Acetylcholine Ca2+ stores refilling directly involves a dihydropyridine-sensitive channel in dog trachea.

Repetitive stimulation of the smooth muscle with acetylcholine (ACh) in the continuous presence of nifedipine resulted in a progressive decrease in the developed tension. This was associated with a decrease in the content of the agonist-sensitive intracellular Ca2+ stores. Agonist-sensitive internal Ca2+ stores appeared to be readily depleted by successive or prolonged agonist stimulation in Ca(2+)-free medium.
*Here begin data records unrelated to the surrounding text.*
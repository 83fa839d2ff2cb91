//! Entry tree snapshots and the flat path index built over them.
//!
//! A tree is replaced wholesale on every rescan. The index is rebuilt from
//! the new snapshot rather than patched, so there is a single source of truth
//! for tree shape.

use super::path::{self, normalize};
use rustc_hash::FxHashMap;
use serde::{Deserialize, Serialize};
use std::borrow::Cow;
use std::sync::Arc;

#[derive(Debug, Clone, PartialEq, Eq, Serialize, Deserialize)]
#[serde(rename_all = "camelCase")]
pub struct Entry {
    pub path: String,
    pub name: String,
    pub is_directory: bool,
    /// Direct children only. `None` or empty means unexpanded or empty.
    #[serde(default, skip_serializing_if = "Option::is_none")]
    pub children: Option<Vec<Arc<Entry>>>,
    /// Milliseconds since the Unix epoch, as reported by the scanner.
    #[serde(default, skip_serializing_if = "Option::is_none")]
    pub modified_at: Option<i64>,
}

impl Entry {
    pub fn file(path: impl Into<String>) -> Self {
        let path = path.into();
        Self {
            name: path::file_name(&path).to_string(),
            path,
            is_directory: false,
            children: None,
            modified_at: None,
        }
    }

    pub fn dir(path: impl Into<String>, children: Vec<Entry>) -> Self {
        let path = path.into();
        Self {
            name: path::file_name(&path).to_string(),
            path,
            is_directory: true,
            children: Some(children.into_iter().map(Arc::new).collect()),
            modified_at: None,
        }
    }

    pub fn children(&self) -> &[Arc<Entry>] {
        self.children.as_deref().unwrap_or(&[])
    }
}

/// Flat `path -> entry` lookup over one tree snapshot.
#[derive(Debug, Clone, Default)]
pub struct EntryIndex {
    by_path: FxHashMap<String, Arc<Entry>>,
}

impl EntryIndex {
    /// Depth-first walk over `roots`. Each entry is keyed by its own path and,
    /// when that differs, by its normalized path as well.
    pub fn build(roots: &[Arc<Entry>]) -> Self {
        let mut by_path: FxHashMap<String, Arc<Entry>> = FxHashMap::default();
        let mut stack: Vec<&Arc<Entry>> = roots.iter().rev().collect();

        while let Some(entry) = stack.pop() {
            by_path.insert(entry.path.clone(), Arc::clone(entry));
            if let Cow::Owned(normalized) = normalize(&entry.path) {
                by_path
                    .entry(normalized)
                    .or_insert_with(|| Arc::clone(entry));
            }
            stack.extend(entry.children().iter().rev());
        }

        Self { by_path }
    }

    pub fn get(&self, path: &str) -> Option<&Arc<Entry>> {
        if let Some(entry) = self.by_path.get(path) {
            return Some(entry);
        }
        match normalize(path) {
            Cow::Owned(normalized) => self.by_path.get(normalized.as_str()),
            Cow::Borrowed(_) => None,
        }
    }

    pub fn contains(&self, path: &str) -> bool {
        self.get(path).is_some()
    }

    pub fn is_directory(&self, path: &str) -> Option<bool> {
        self.get(path).map(|entry| entry.is_directory)
    }

    pub fn children_of(&self, path: &str) -> &[Arc<Entry>] {
        self.get(path).map(|entry| entry.children()).unwrap_or(&[])
    }

    /// Number of keys, including normalized aliases.
    pub fn len(&self) -> usize {
        self.by_path.len()
    }

    pub fn is_empty(&self) -> bool {
        self.by_path.is_empty()
    }
}

#[cfg(test)]
#[path = "../../tests/unit/models/entry.rs"]
mod tests;
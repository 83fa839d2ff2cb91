//! Offline replay of recorded UI/watcher action sequences.

use crate::kernel::{Action, Effect, Store};
use std::fmt;
use std::io::BufRead;

#[derive(Debug)]
pub enum ReplayError {
    Io(std::io::Error),
    Parse {
        line: usize,
        source: serde_json::Error,
    },
}

impl fmt::Display for ReplayError {
    fn fmt(&self, f: &mut fmt::Formatter<'_>) -> fmt::Result {
        match self {
            ReplayError::Io(err) => write!(f, "failed to read actions: {err}"),
            ReplayError::Parse { line, source } => {
                write!(f, "invalid action on line {line}: {source}")
            }
        }
    }
}

impl std::error::Error for ReplayError {
    fn source(&self) -> Option<&(dyn std::error::Error + 'static)> {
        match self {
            ReplayError::Io(err) => Some(err),
            ReplayError::Parse { source, .. } => Some(source),
        }
    }
}

impl From<std::io::Error> for ReplayError {
    fn from(err: std::io::Error) -> Self {
        ReplayError::Io(err)
    }
}

#[derive(Debug, Default)]
pub struct ReplaySummary {
    pub actions: usize,
    pub state_changes: usize,
    pub effects: Vec<Effect>,
}

/// Dispatches one JSON `Action` per line. Blank lines are skipped.
pub fn replay<R: BufRead>(reader: R, store: &mut Store) -> Result<ReplaySummary, ReplayError> {
    let mut summary = ReplaySummary::default();

    for (idx, line) in reader.lines().enumerate() {
        let line = line?;
        if line.trim().is_empty() {
            continue;
        }

        let action: Action = serde_json::from_str(&line).map_err(|source| ReplayError::Parse {
            line: idx + 1,
            source,
        })?;
        let result = store.dispatch(action);

        summary.actions += 1;
        if result.state_changed {
            summary.state_changes += 1;
        }
        for effect in &result.effects {
            tracing::info!(line = idx + 1, ?effect, "effect");
        }
        summary.effects.extend(result.effects);
    }

    Ok(summary)
}

#[cfg(test)]
#[path = "../tests/unit/replay.rs"]
mod tests;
The refilling of the empty stores when the muscle is at rest required extracellular Ca2+, was decreased by nifedipine, and was increased by BAY K 8644 and by increased external Ca2+ concentration. Refilling of stores during ACh stimulation in Ca(2+)-containing medium was decreased by nifedipine and by cyclopiazonic acid (CPA), an inhibitor of the sarcoplasmic reticulum (SR) Ca2+ pump, and was potentiated by BAY K 8644. BAY K 8644 reversed the inhibitory effect of CPA on stores Ca2+ refilling. Ryanodine in normal Krebs increased muscle resting tension, an effect not observed in Ca(2+)-free medium, blocked by nifedipine and enhanced by BAY K 8644. We propose that the refilling of ACh-sensitive internal Ca2+ stores involves two distinct pathways, one dependent on the uptake of cytosolic Ca2+ via a CPA-sensitive SR Ca(2+)-adenosinetriphosphatase, and the other pathway dependent on extracellular Ca2+ influx via a dihydropyridine-sensitive Ca2+ channel and is CPA insensitive. The refilling pathway between plasmalemma and SR may involve a plasmalemma L-type Ca2+ channel (dihydropyridine sensitive) and the SR Ca2+ release channel (ryanodine sensitive).